The two organs insects primarily use for detecting odors are the antennae and specialized mouth parts called the maxillary palps. Inside of these olfactory organs there are neurons called olfactory receptor neurons which, as the name implies, house receptors for scent molecules in their cell membrane.The majority of olfactory receptor neurons typically reside in the antenna. These neurons can be very abundant, for example Drosophila flies have 2,600 olfactory sensory neurons.

Insects are capable of smelling and differentiating between thousands of volatile compounds both sensitively and selectively. Sensitively is how attune the insect is to very small amounts of an odorant or small changes in the concentration of an odorant. Selectivity refers to the insects ability to tell one odorant apart from another. These compounds are commonly broken into three classes short chain carboxylic acids, aldehydes and low molecular weight nitrogenous compounds.
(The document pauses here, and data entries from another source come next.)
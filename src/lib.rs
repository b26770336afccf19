//! Tessel - versioned, concurrently-writable tables on object storage
//!
//! A Tessel table is a sequence of immutable manifests. Each manifest lists
//! the fragments (row groups) of one version together with their deletion
//! overlays and stable row ids. Writers commit optimistically: they build an
//! operation against the version they read, and the commit coordinator
//! rebases it onto whatever was published in between or reports a conflict.
//!
//! # Quick Start
//!
//! ```ignore
//! use std::sync::Arc;
//! use tessel::{DataFile, Field, Fragment, Schema, Table, TableConfig};
//! use tessel::storage::LocalObjectStore;
//!
//! let store = Arc::new(LocalObjectStore::new("/data/events")?);
//! let schema = Schema::new(vec![Field::new(0, "id", "int64")])?;
//!
//! // Version 1
//! let mut table = Table::create(store, schema, vec![], TableConfig::default())?;
//!
//! // Version 2: fragment files are written first, then committed
//! let fragment = Fragment::staged(vec![DataFile::new("part-0.lance", vec![0])], 1024);
//! table.append(vec![fragment])?;
//! ```
//!
//! # Architecture
//!
//! | Crate | Role |
//! |-------|------|
//! | [`core`](crate::core_types) | Table model, errors, row ids, deletion vectors |
//! | [`storage`] | Object stores, path layout, external manifest stores |
//! | [`durability`] | Manifest/transaction files, commit handlers |
//! | [`concurrency`] | Conflict matrix, manifest building, commit retry loop |
//! | [`engine`] | `Table` handle, compaction, cleanup, readers |

pub use tessel_concurrency as concurrency;
pub use tessel_core as core_types;
pub use tessel_durability as durability;
pub use tessel_engine as engine;
pub use tessel_storage as storage;

pub use tessel_core::{
    DataFile, DeletionFile, DeletionVector, Error, Field, Fragment, IndexMetadata, Manifest,
    ManifestNamingScheme, Result, RowAddress, RowIdSequence, Schema,
};
pub use tessel_durability::{Operation, Transaction};
pub use tessel_engine::{
    CleanupStats, CompactionMetrics, CompactionOptions, FnFilter, FragmentRewriter,
    MetadataOnlyRewriter, OffsetFilter, RowFilter, RowIdIndex, ScanOptions, ScanRow, Table,
    TableBuilder, TableConfig, VersionInfo,
};
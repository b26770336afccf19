//! Manifest naming schemes
//!
//! A table directory holds manifests of exactly one naming scheme.

use crate::common::*;
use std::sync::Arc;

fn table_with_scheme(store: Arc<dyn ObjectStore>, scheme: ManifestNamingScheme) -> Table {
    Table::create(
        store,
        schema(),
        vec![staged(3)],
        TableConfig::default().with_naming_scheme(scheme),
    )
    .unwrap()
}

#[test]
fn v1_table_keeps_v1_names() {
    let store: Arc<dyn ObjectStore> = Arc::new(MemoryObjectStore::new());
    let mut table = table_with_scheme(Arc::clone(&store), ManifestNamingScheme::V1);
    table.append(vec![staged(1)]).unwrap();

    let paths = TablePaths::root();
    assert!(store.exists(&paths.manifest(ManifestNamingScheme::V1, 2)).unwrap());
    assert!(!store.exists(&paths.manifest(ManifestNamingScheme::V2, 2)).unwrap());
}

#[test]
fn existing_table_scheme_wins_over_config() {
    let store: Arc<dyn ObjectStore> = Arc::new(MemoryObjectStore::new());
    table_with_scheme(Arc::clone(&store), ManifestNamingScheme::V1);

    // The configured scheme only applies when a table is created
    let mut reopened = Table::open(
        Arc::clone(&store),
        TableConfig::default().with_naming_scheme(ManifestNamingScheme::V2),
    )
    .unwrap();
    reopened.append(vec![staged(1)]).unwrap();
    assert_eq!(reopened.manifest().naming_scheme, ManifestNamingScheme::V1);
    assert!(store
        .exists(&TablePaths::root().manifest(ManifestNamingScheme::V1, 2))
        .unwrap());
}

#[test]
fn mixed_directory_is_rejected_on_open() {
    let local = LocalTable::create(&[3]);
    let paths = TablePaths::root();
    let bytes = local
        .store
        .get(&paths.manifest(ManifestNamingScheme::V2, 1))
        .unwrap();
    local
        .store
        .put(&paths.manifest(ManifestNamingScheme::V1, 2), &bytes)
        .unwrap();

    let err = Table::open(Arc::clone(&local.store), TableConfig::default()).unwrap_err();
    assert!(matches!(err, Error::NamingSchemeConflict { .. }));
}
//! Error types for the table commit engine
//!
//! Every fallible operation in the workspace returns [`Result`]. Errors are
//! typed so callers can tell a retryable conflict apart from corruption or
//! an unsupported on-disk feature. We use `thiserror` for `Display` and
//! `Error` implementations.

use std::io;
use thiserror::Error;

/// Result type alias for table operations
pub type Result<T> = std::result::Result<T, Error>;

/// Error types for the table commit engine
#[derive(Debug, Error)]
pub enum Error {
    /// I/O error (file operations, object store access)
    #[error("I/O error: {0}")]
    Io(#[from] io::Error),

    /// Serialization/deserialization error outside of manifest or transaction files
    #[error("Serialization error: {0}")]
    Serialization(String),

    /// A concurrently committed transaction touched overlapping state
    #[error("Commit conflict: transaction read at version {read_version} conflicts with version {conflicting_version}: {message}")]
    Conflict {
        /// Version the failing transaction was built against
        read_version: u64,
        /// Version whose transaction caused the conflict
        conflicting_version: u64,
        /// Human readable reason
        message: String,
    },

    /// The commit retry budget (attempts or wall clock) was exhausted
    #[error("Commit failed after {attempts} attempts: {reason}")]
    CommitExhausted {
        /// Number of publish attempts made
        attempts: u32,
        /// Why the loop stopped
        reason: String,
    },

    /// A manifest declares feature flags this build does not understand
    #[error("Unsupported feature: {0}")]
    UnsupportedFeature(String),

    /// Manifest file could not be decoded
    #[error("Corrupt manifest at '{path}': {message}")]
    CorruptManifest {
        /// Object store path of the manifest
        path: String,
        /// Decode failure detail
        message: String,
    },

    /// Transaction file could not be decoded
    #[error("Corrupt transaction at '{path}': {message}")]
    CorruptTransaction {
        /// Object store path of the transaction file
        path: String,
        /// Decode failure detail
        message: String,
    },

    /// External manifest store and object store disagree and resync failed
    #[error("External manifest store out of sync at version {version}: {message}")]
    ExternalStoreDesync {
        /// Version whose entry could not be reconciled
        version: u64,
        /// Resync failure detail
        message: String,
    },

    /// An operation references a fragment that does not exist in its target version
    #[error("Fragment {fragment_id} does not exist in version {version}")]
    StaleFragmentReference {
        /// Missing fragment id
        fragment_id: u64,
        /// Version the operation was applied against
        version: u64,
    },

    /// The version directory contains manifests from more than one naming scheme
    #[error("Table at '{path}' mixes manifest naming schemes")]
    NamingSchemeConflict {
        /// Versions directory path
        path: String,
    },

    /// Requested version has no manifest
    #[error("Version {0} not found")]
    VersionNotFound(u64),

    /// Object does not exist
    #[error("Object not found: {path}")]
    NotFound {
        /// Object store path
        path: String,
    },

    /// Conditional put found an existing object
    #[error("Object already exists: {path}")]
    AlreadyExists {
        /// Object store path
        path: String,
    },

    /// Tag name is not bound to any version
    #[error("Tag not found: {0}")]
    TagNotFound(String),

    /// Tag name is already bound to a version
    #[error("Tag already exists: {0}")]
    TagExists(String),

    /// Caller supplied invalid arguments
    #[error("Invalid input: {0}")]
    InvalidInput(String),

    /// Internal invariant violated
    #[error("Internal error: {0}")]
    Internal(String),
}

impl Error {
    /// Build an [`Error::InvalidInput`]
    pub fn invalid_input(message: impl Into<String>) -> Self {
        Error::InvalidInput(message.into())
    }

    /// Build an [`Error::Internal`]
    pub fn internal(message: impl Into<String>) -> Self {
        Error::Internal(message.into())
    }

    /// Build an [`Error::CorruptManifest`]
    pub fn corrupt_manifest(path: impl Into<String>, message: impl ToString) -> Self {
        Error::CorruptManifest {
            path: path.into(),
            message: message.to_string(),
        }
    }

    /// Build an [`Error::CorruptTransaction`]
    pub fn corrupt_transaction(path: impl Into<String>, message: impl ToString) -> Self {
        Error::CorruptTransaction {
            path: path.into(),
            message: message.to_string(),
        }
    }

    /// Build an [`Error::NotFound`]
    pub fn not_found(path: impl Into<String>) -> Self {
        Error::NotFound { path: path.into() }
    }

    /// True if this error means a concurrent writer got there first.
    ///
    /// Stale fragment references are always conflicts: the fragment was
    /// removed by someone else between read and commit.
    pub fn is_conflict(&self) -> bool {
        matches!(
            self,
            Error::Conflict { .. } | Error::StaleFragmentReference { .. }
        )
    }

    /// True if the caller may rebuild its operation and try again.
    pub fn is_retryable(&self) -> bool {
        self.is_conflict() || matches!(self, Error::CommitExhausted { .. })
    }

    /// True if the error came from missing data rather than a failure.
    pub fn is_not_found(&self) -> bool {
        match self {
            Error::NotFound { .. } | Error::VersionNotFound(_) | Error::TagNotFound(_) => true,
            Error::Io(e) => e.kind() == io::ErrorKind::NotFound,
            _ => false,
        }
    }
}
Insects have been used as a model system to study mammal and especially human olfaction. Yet, unlike vertebrates who use G protein coupled receptors (GPCRs) insects ORs (olfactory receptors), GRs (gustatory receptors) and IRs (ionotropic receptors) are all heteromeric ligand-gated ion channels. Much like in vertebrates, axons from the sensory neurons converge into glomeruli. But they differ in where the glomeruli are housed. In mammals they are located in the olfactory bulbs but are in the antennal lobe of insects.